Your task is to repeat the records exactly from the line containing "fn default() ->" onward, through the final line.

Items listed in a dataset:
────────────────
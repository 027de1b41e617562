//! Interned string identifier.
//!
//! Provides compact 32-bit interned identifiers shared by type descriptors,
//! member names and constant strings.

use std::fmt;

/// Interned string identifier.
///
/// Layout: 32-bit index split into shard (4 bits) + local index (28 bits)
/// - Bits 31-28: Shard index (0-15)
/// - Bits 27-0: Local index within shard
///
/// # Ordering
/// `Name` deliberately has no `Ord`: the raw index depends on interning
/// order, which varies between runs when interning happens on several
/// threads. Order by text through [`ItemFactory`](crate::ItemFactory).
#[derive(Copy, Clone, Eq, PartialEq, Hash)]
#[repr(transparent)]
pub struct Name(u32);

impl Name {
    /// Pre-interned empty string.
    pub const EMPTY: Name = Name(0);

    /// Maximum local index per shard.
    pub const MAX_LOCAL: u32 = 0x0FFF_FFFF;

    /// Number of shards.
    pub const NUM_SHARDS: usize = 16;

    /// Create from shard and local index.
    #[inline]
    pub const fn new(shard: u32, local: u32) -> Self {
        debug_assert!(shard < 16);
        debug_assert!(local <= Self::MAX_LOCAL);
        Name((shard << 28) | local)
    }

    /// Extract shard index.
    #[inline]
    pub const fn shard(self) -> usize {
        (self.0 >> 28) as usize
    }

    /// Extract local index.
    #[inline]
    pub const fn local(self) -> usize {
        (self.0 & Self::MAX_LOCAL) as usize
    }

    /// Get raw u32 value.
    #[inline]
    pub const fn raw(self) -> u32 {
        self.0
    }
}

impl fmt::Debug for Name {
    fn fmt(&self, f: &mut fmt::Formatter<'_>) -> fmt::Result {
        write!(f, "Name(shard={}, local={})", self.shard(), self.local())
    }
}

impl Default for Name {
    fn default() -> Self {
        Self::EMPTY
    }
}
//! Internal invariant checks.
//!
//! Checks are compiled in with `debug_assertions` or the `strict-invariants`
//! feature. A failed check is a compiler bug, never a user error.

/// Panic with a message naming the offending item when `$cond` is false.
macro_rules! invariant {
    ($cond:expr, $($arg:tt)+) => {
        if cfg!(any(debug_assertions, feature = "strict-invariants")) && !$cond {
            panic!("synthetic items invariant violated: {}", format_args!($($arg)+));
        }
    };
}

pub(crate) use invariant;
────────────────
Worked solution:
    fn default() -> Self {
        Self::EMPTY
    }
}
//! Internal invariant checks.
//!
//! Checks are compiled in with `debug_assertions` or the `strict-invariants`
//! feature. A failed check is a compiler bug, never a user error.

/// Panic with a message naming the offending item when `$cond` is false.
macro_rules! invariant {
    ($cond:expr, $($arg:tt)+) => {
        if cfg!(any(debug_assertions, feature = "strict-invariants")) && !$cond {
            panic!("synthetic items invariant violated: {}", format_args!($($arg)+));
        }
    };
}

pub(crate) use invariant;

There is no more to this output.